This game plan, between the UN monitoring committees and feminist groups, in individual countries, working together to promote the feminist agenda worldwide, is largely unknown to the general public in member countries of the UN.  Thus, when Canadian feminists complain that Canada has failed to comply with its international obligations, by failing to uphold UN treaties, this is propaganda only, though it does serve as useful fodder for the liberal media to attack the government.
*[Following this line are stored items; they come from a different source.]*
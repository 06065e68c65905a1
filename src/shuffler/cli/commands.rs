//! # CLI Layer
//!
//! This module is **one possible UI client** for shuffler; it is not the application itself.
//!
//! The CLI layer is the **only** place in the codebase that:
//! - Knows about terminal I/O (stdout, stderr, stdin)
//! - Uses `std::process::exit` (via `main.rs`)
//! - Handles argument parsing
//! - Decides where log output goes
//!
//! ## Structure
//!
//! - `run()`: Main dispatch logic (called by `main.rs`)
//! - `init_context()`: Sets up logging and builds `AppContext` around the API
//! - `handle_*()`: Per-command handlers that call the API and format output
//!
//! CLI tests (`tests/cli_test.rs`) drive the binary; business logic is tested in the
//! command layer.

use super::print::{print_categories, print_config, print_entity, print_messages, print_outline};
use super::setup::{print_grouped_help, print_subcommand_help, CategoryCommands, Cli, Commands};
use clap::Parser;
use shuffler::api::{CategoryAction, ConfigAction, EntityUpdate, ShufflerApi};
use shuffler::codec::MANIFEST_FILE;
use shuffler::error::{Result, ShufflerError};
use shuffler::init::initialize;
use shuffler::model::{EntityKind, Position, WorkflowLabel};
use shuffler::store::fs::FsStorage;
use std::io::Read;
use std::path::PathBuf;
use tracing::debug;
use tracing_subscriber::EnvFilter;

/// Reads stdin when passed as a content argument.
const STDIN_MARKER: &str = "-";

struct AppContext {
    api: ShufflerApi<FsStorage>,
}

pub fn run() -> Result<()> {
    let cli = Cli::parse();

    if cli.help {
        match &cli.command {
            Some(command) => print_subcommand_help(command),
            None => print_grouped_help(),
        }
        return Ok(());
    }

    let ctx = init_context(&cli)?;

    match cli.command {
        Some(Commands::Init { summary }) => handle_init(&ctx, summary),
        Some(command) => {
            ensure_project(&ctx)?;
            dispatch(&ctx, command)
        }
        None => {
            ensure_project(&ctx)?;
            handle_tree(&ctx)
        }
    }
}

fn dispatch(ctx: &AppContext, command: Commands) -> Result<()> {
    match command {
        Commands::Init { summary } => handle_init(ctx, summary),
        Commands::Tree => handle_tree(ctx),
        Commands::Show { id } => handle_show(ctx, &id),
        Commands::AddCard {
            parent,
            summary,
            content,
        } => handle_add(ctx, &parent, EntityKind::Card, summary, content),
        Commands::AddSection { parent, summary } => {
            handle_add(ctx, &parent, EntityKind::Section, summary, None)
        }
        Commands::Update {
            id,
            summary,
            notes,
            clear_notes,
            label,
            content,
            category,
            x,
            y,
        } => {
            let update = EntityUpdate {
                summary,
                notes: if clear_notes {
                    Some(None)
                } else {
                    notes.map(Some)
                },
                label: label
                    .map(|label| label.parse::<WorkflowLabel>())
                    .transpose()
                    .map_err(ShufflerError::Api)?,
                content: content.map(read_content).transpose()?,
                category: None,
                position: x.zip(y).map(|(x, y)| Position::new(x, y)),
            };
            handle_update(ctx, &id, update, category)
        }
        Commands::Detach { ids } => handle_detach(ctx, ids),
        Commands::Attach { id, parent } => handle_attach(ctx, &id, &parent),
        Commands::Delete { ids } => handle_delete(ctx, ids),
        Commands::Import { paths } => handle_import(ctx, paths),
        Commands::Export { id, output } => handle_export(ctx, id, output),
        Commands::Category(cmd) => handle_category(ctx, cmd),
        Commands::Doctor { fix } => handle_doctor(ctx, fix),
        Commands::Config { key, value } => handle_config(ctx, key, value),
    }
}

fn init_context(cli: &Cli) -> Result<AppContext> {
    init_logging(cli.verbose);

    let cwd = std::env::current_dir().unwrap_or_else(|_| PathBuf::from("."));
    let ctx = initialize(&cwd, cli.project.clone());
    debug!(project = %ctx.api.project_path().display(), "using project");

    Ok(AppContext { api: ctx.api })
}

/// Logs go to stderr. `RUST_LOG` overrides the level picked by `--verbose`.
fn init_logging(verbose: bool) {
    let level = if verbose { "debug" } else { "warn" };
    let env_filter = EnvFilter::try_from_default_env()
        .unwrap_or_else(|_| EnvFilter::new(format!("shuffler={}", level)));

    let _ = tracing_subscriber::fmt()
        .with_env_filter(env_filter)
        .with_target(false)
        .with_writer(std::io::stderr)
        .try_init();
}

fn ensure_project(ctx: &AppContext) -> Result<()> {
    let dir = ctx.api.project_path();
    if dir.join(MANIFEST_FILE).is_file() {
        Ok(())
    } else {
        Err(ShufflerError::Api(format!(
            "No project found at {} (run `shuffler init` to create one)",
            dir.display()
        )))
    }
}

fn read_content(arg: String) -> Result<String> {
    if arg != STDIN_MARKER {
        return Ok(arg);
    }
    let mut buffer = String::new();
    std::io::stdin().read_to_string(&mut buffer)?;
    Ok(buffer)
}

fn join_words(words: Vec<String>) -> Option<String> {
    if words.is_empty() {
        None
    } else {
        Some(words.join(" "))
    }
}

fn handle_init(ctx: &AppContext, summary: Vec<String>) -> Result<()> {
    let summary = join_words(summary);
    let result = ctx.api.init(summary.as_deref())?;
    print_messages(&result.messages);
    Ok(())
}

fn handle_tree(ctx: &AppContext) -> Result<()> {
    let result = ctx.api.tree()?;
    print_outline(&result.outline);
    print_messages(&result.messages);
    Ok(())
}

fn handle_show(ctx: &AppContext, id: &str) -> Result<()> {
    let result = ctx.api.show(id)?;
    if let Some(view) = &result.entity {
        print_entity(view);
    }
    print_messages(&result.messages);
    Ok(())
}

fn handle_add(
    ctx: &AppContext,
    parent: &str,
    kind: EntityKind,
    summary: Vec<String>,
    content: Option<String>,
) -> Result<()> {
    let content = content.map(read_content).transpose()?;
    let result = ctx.api.add(parent, kind, join_words(summary), content)?;
    print_messages(&result.messages);
    Ok(())
}

fn handle_update(
    ctx: &AppContext,
    id: &str,
    update: EntityUpdate,
    category: Option<String>,
) -> Result<()> {
    let result = ctx.api.update(id, update, category.as_deref())?;
    print_messages(&result.messages);
    Ok(())
}

fn handle_detach(ctx: &AppContext, ids: Vec<String>) -> Result<()> {
    let result = ctx.api.detach(&ids)?;
    print_messages(&result.messages);
    Ok(())
}

fn handle_attach(ctx: &AppContext, id: &str, parent: &str) -> Result<()> {
    let result = ctx.api.attach(id, parent)?;
    print_messages(&result.messages);
    Ok(())
}

fn handle_delete(ctx: &AppContext, ids: Vec<String>) -> Result<()> {
    let result = ctx.api.delete(&ids)?;
    print_messages(&result.messages);
    Ok(())
}

fn handle_import(ctx: &AppContext, paths: Vec<PathBuf>) -> Result<()> {
    let result = ctx.api.import_paths(paths)?;
    print_messages(&result.messages);
    Ok(())
}

fn handle_export(ctx: &AppContext, id: Option<String>, output: Option<PathBuf>) -> Result<()> {
    let result = ctx.api.export(id.as_deref())?;
    let text = result.export.unwrap_or_default();
    match output {
        Some(path) => {
            std::fs::write(&path, &text)?;
            print_messages(&result.messages);
            println!("Exported to {}", path.display());
        }
        None => {
            print!("{}", text);
            // Keep stdout clean for redirection.
            for message in &result.messages {
                eprintln!("{}", message.content);
            }
        }
    }
    Ok(())
}

fn handle_category(ctx: &AppContext, cmd: CategoryCommands) -> Result<()> {
    let action = match cmd {
        CategoryCommands::List => CategoryAction::List,
        CategoryCommands::Add { name, color } => CategoryAction::Add { name, color },
        CategoryCommands::Remove { category } => {
            CategoryAction::Remove(ctx.api.resolve_category(&category)?)
        }
        CategoryCommands::Rename { category, name } => {
            CategoryAction::Rename(ctx.api.resolve_category(&category)?, name)
        }
        CategoryCommands::Color { category, color } => {
            CategoryAction::Color(ctx.api.resolve_category(&category)?, color)
        }
    };
    let listing = matches!(action, CategoryAction::List);

    let result = ctx.api.category(action)?;
    if listing {
        print_categories(&result.categories);
    }
    print_messages(&result.messages);
    Ok(())
}

fn handle_doctor(ctx: &AppContext, fix: bool) -> Result<()> {
    let result = ctx.api.doctor(fix)?;
    print_messages(&result.messages);
    Ok(())
}

fn handle_config(ctx: &AppContext, key: Option<String>, value: Option<String>) -> Result<()> {
    let action = match (key, value) {
        (None, _) => ConfigAction::ShowAll,
        (Some(k), None) => ConfigAction::ShowKey(k),
        (Some(k), Some(v)) => ConfigAction::Set(k, v),
    };
    let show_all = matches!(action, ConfigAction::ShowAll);

    let result = ctx.api.config(action)?;
    if show_all {
        if let Some(config) = &result.config {
            print_config(config);
        }
    }
    print_messages(&result.messages);
    Ok(())
}
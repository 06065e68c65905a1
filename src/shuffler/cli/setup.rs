use clap::{CommandFactory, Parser, Subcommand};
use std::path::PathBuf;

#[derive(Parser, Debug)]
#[command(
    name = "shuffler",
    bin_name = "shuffler",
    version,
    disable_help_flag = true,
    disable_help_subcommand = true
)]
#[command(about = "Outline and notecard organizer for long-form writing", long_about = None)]
pub struct Cli {
    #[command(subcommand)]
    pub command: Option<Commands>,

    /// Project directory (defaults to the nearest enclosing project)
    #[arg(short, long, global = true, help_heading = "Options")]
    pub project: Option<PathBuf>,

    /// Verbose output
    #[arg(short, long, global = true, help_heading = "Options")]
    pub verbose: bool,

    /// Print help
    #[arg(short, long, global = true)]
    pub help: bool,
}

#[derive(Subcommand, Debug)]
pub enum Commands {
    /// Create a new project in the project directory
    Init {
        /// Summary for the root section
        summary: Vec<String>,
    },

    /// Show the outline (default)
    Tree,

    /// Show one entity
    Show { id: String },

    /// Add a card under a section
    AddCard {
        /// Parent section (`root`, an id or an id prefix)
        parent: String,
        summary: Vec<String>,

        /// Card text; `-` reads stdin
        #[arg(short, long)]
        content: Option<String>,
    },

    /// Add a section under a section
    AddSection {
        parent: String,
        summary: Vec<String>,
    },

    /// Change fields of an entity
    Update {
        id: String,

        #[arg(long)]
        summary: Option<String>,

        #[arg(long, conflicts_with = "clear_notes")]
        notes: Option<String>,

        #[arg(long)]
        clear_notes: bool,

        /// todo, in-progress, review or done
        #[arg(long)]
        label: Option<String>,

        /// Card text; `-` reads stdin
        #[arg(long)]
        content: Option<String>,

        /// Category id or name; an empty value clears it
        #[arg(long)]
        category: Option<String>,

        #[arg(long, requires = "y", allow_hyphen_values = true)]
        x: Option<f64>,

        #[arg(long, requires = "x", allow_hyphen_values = true)]
        y: Option<f64>,
    },

    /// Move entities out of the tree into the detached pool
    Detach {
        #[arg(required = true, num_args = 1..)]
        ids: Vec<String>,
    },

    /// Attach (or move) an entity as the last child of a section
    Attach { id: String, parent: String },

    /// Delete detached entities and everything under them
    Delete {
        #[arg(required = true, num_args = 1..)]
        ids: Vec<String>,
    },

    /// Import tagged text files or directories
    Import {
        #[arg(required = true, num_args = 1..)]
        paths: Vec<PathBuf>,
    },

    /// Export a section (default: root) as tagged text
    Export {
        id: Option<String>,

        /// Write to a file instead of stdout
        #[arg(short, long)]
        output: Option<PathBuf>,
    },

    /// Manage categories
    #[command(subcommand)]
    Category(CategoryCommands),

    /// Check the project files for problems
    Doctor {
        /// Rewrite the project from what could be loaded
        #[arg(long)]
        fix: bool,
    },

    /// Get or set configuration
    Config {
        key: Option<String>,
        value: Option<String>,
    },
}

#[derive(Subcommand, Debug)]
pub enum CategoryCommands {
    /// List categories
    List,
    /// Add a category
    Add {
        name: String,
        #[arg(default_value = "White")]
        color: String,
    },
    /// Remove a category (cards using it fall back to no category)
    Remove { category: String },
    /// Rename a category
    Rename { category: String, name: String },
    /// Change a category's color
    Color { category: String, color: String },
}

#[derive(Debug, Clone, Copy, PartialEq, Eq)]
pub enum CommandGroup {
    Outline,
    Structure,
    Data,
    Misc,
}

impl CommandGroup {
    pub fn heading(&self) -> &'static str {
        match self {
            CommandGroup::Outline => "Outline Commands:",
            CommandGroup::Structure => "Structure Commands:",
            CommandGroup::Data => "Data Commands:",
            CommandGroup::Misc => "Miscellaneous:",
        }
    }

    pub fn for_command(name: &str) -> Option<Self> {
        match name {
            "tree" | "show" | "add-card" | "add-section" | "update" => Some(CommandGroup::Outline),
            "detach" | "attach" | "delete" => Some(CommandGroup::Structure),
            "import" | "export" | "category" => Some(CommandGroup::Data),
            "init" | "doctor" | "config" => Some(CommandGroup::Misc),
            _ => None,
        }
    }

    pub fn all() -> &'static [CommandGroup] {
        &[
            CommandGroup::Outline,
            CommandGroup::Structure,
            CommandGroup::Data,
            CommandGroup::Misc,
        ]
    }
}

pub fn get_grouped_help() -> String {
    let cmd = Cli::command();
    let version = cmd.get_version().unwrap_or("unknown");

    let mut output = String::new();
    output.push_str(&format!("shuffler {version}\n"));
    output.push_str("Outline and notecard organizer for long-form writing\n");
    output.push('\n');
    output.push_str("Usage: shuffler [OPTIONS] [COMMAND]\n");

    let subcommands: Vec<_> = cmd.get_subcommands().collect();

    for group in CommandGroup::all() {
        let group_cmds: Vec<_> = subcommands
            .iter()
            .filter(|sc| CommandGroup::for_command(sc.get_name()) == Some(*group))
            .collect();

        if !group_cmds.is_empty() {
            output.push('\n');
            output.push_str(&format!("{}\n", group.heading()));
            for sc in group_cmds {
                let about = sc.get_about().map(|s| s.to_string()).unwrap_or_default();
                output.push_str(&format!("  {:<12} {}\n", sc.get_name(), about));
            }
        }
    }

    output.push('\n');
    output.push_str("Options:\n");
    output.push_str("  -p, --project <DIR>  Project directory\n");
    output.push_str("  -v, --verbose        Verbose output\n");
    output.push_str("  -h, --help           Print help\n");
    output.push_str("  -V, --version        Print version\n");

    output
}

pub fn print_grouped_help() {
    print!("{}", get_grouped_help());
}

/// Prints clap's help for a subcommand given on the command line.
pub fn print_subcommand_help(command: &Commands) {
    let name = match command {
        Commands::Init { .. } => "init",
        Commands::Tree => "tree",
        Commands::Show { .. } => "show",
        Commands::AddCard { .. } => "add-card",
        Commands::AddSection { .. } => "add-section",
        Commands::Update { .. } => "update",
        Commands::Detach { .. } => "detach",
        Commands::Attach { .. } => "attach",
        Commands::Delete { .. } => "delete",
        Commands::Import { .. } => "import",
        Commands::Export { .. } => "export",
        Commands::Category(_) => "category",
        Commands::Doctor { .. } => "doctor",
        Commands::Config { .. } => "config",
    };

    let mut cmd = Cli::command();
    if let Some(subcmd) = cmd.find_subcommand_mut(name) {
        print!("{}", subcmd.render_help());
    } else {
        print_grouped_help();
    }
}

#[cfg(test)]
mod tests {
    use super::*;

    #[test]
    fn test_cli_definition_is_valid() {
        Cli::command().debug_assert();
    }

    #[test]
    fn test_every_command_is_grouped() {
        let cmd = Cli::command();
        for sc in cmd.get_subcommands() {
            assert!(
                CommandGroup::for_command(sc.get_name()).is_some(),
                "{} has no help group",
                sc.get_name()
            );
        }
    }

    #[test]
    fn test_parse_update_flags() {
        let cli = Cli::parse_from([
            "shuffler", "update", "ab12", "--label", "done", "--x", "-3", "--y", "4",
        ]);
        match cli.command {
            Some(Commands::Update { id, label, x, y, .. }) => {
                assert_eq!(id, "ab12");
                assert_eq!(label.as_deref(), Some("done"));
                assert_eq!((x, y), (Some(-3.0), Some(4.0)));
            }
            other => panic!("unexpected parse: {:?}", other),
        }
    }

    #[test]
    fn test_parse_global_project_after_subcommand() {
        let cli = Cli::parse_from(["shuffler", "tree", "--project", "book"]);
        assert_eq!(cli.project, Some(PathBuf::from("book")));
        assert!(matches!(cli.command, Some(Commands::Tree)));
    }

    #[test]
    fn test_category_remove_help_describes_fallback() {
        let cmd = Cli::command();
        let remove = cmd
            .find_subcommand("category")
            .and_then(|c| c.find_subcommand("remove"))
            .unwrap();
        let about = remove.get_about().unwrap().to_string();
        assert!(about.contains("fall back to no category"), "{}", about);
    }

    #[test]
    fn test_grouped_help_lists_commands() {
        let help = get_grouped_help();
        assert!(help.contains("Structure Commands:"));
        assert!(help.contains("add-card"));
    }
}
/// Outcome of merging parsed content.
#[derive(Debug, Clone, Default, PartialEq)]
pub struct MergeReport {
    /// Top-level entities appended to the root.
    pub attached: Vec<EntityId>,
    /// Top-level entities added to the detached pool.
    pub detached: Vec<EntityId>,
    /// Every entity brought in, nested ones included.
    pub total: usize,
    pub warnings: Vec<LoadWarning>,
}

pub struct Project {
    root: Section,
    detached: Vec<Entity>,
    categories: CategoryRegistry,
    dirty: bool,
    observers: Vec<Box<dyn ProjectObserver>>,
}

impl fmt::Debug for Project {
    fn fmt(&self, f: &mut fmt::Formatter<'_>) -> fmt::Result {
        f.debug_struct("Project")
            .field("root", &self.root)
            .field("detached", &self.detached)
            .field("categories", &self.categories)
            .field("dirty", &self.dirty)
            .field("observers", &self.observers.len())
            .finish()
    }
}

impl Default for Project {
    fn default() -> Self {
        Self::new(Section::new(PARSED_ROOT_SUMMARY))
    }
}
Australia Refuses Harassment by the Committees

Australia did the right thing in 2000.  It simply refused to report to these crazy monitoring committees and has refused to allow UN reporters (referred to at the UN as Rapporteurs) to enter Australia in order to bring back their own biased reports to UN committees.  Canada would be wise to do the same.

Please write to Prime Minister Stephen Harper and Minister of Foreign Affairs Maxime Bernier and your own MP.  Request that Canada follow Australia’s example by both refusing to report to the monitoring committees and refusing to allow UN Rapporteurs into the country in order to report to their respective committees distorted and inaccurate reports on Canadian government policies.

Write to:
Right Honourable Stephen Harper
Office of the Prime Minister
80 Wellington Street
Ottawa ON  K1A 0A2
email

The Honourable Maxime Bernier
Minister of Foreign Affairs
Department of Foreign Affairs
Lester B Pearson Building, Tower "A", 10th Floor
125 Sussex Drive
Ottawa, ON  K1A 0G2
Facsimile:
613-996-9709

Your MP
c/o House of Commons
Parliament Buildings
Ottawa  ON  K1A  0A2




   Shelagh Day, Chair, Human Rights Committee, Canadian Feminist Alliance for International Action, Evidence, December 4, 2007 (11:05).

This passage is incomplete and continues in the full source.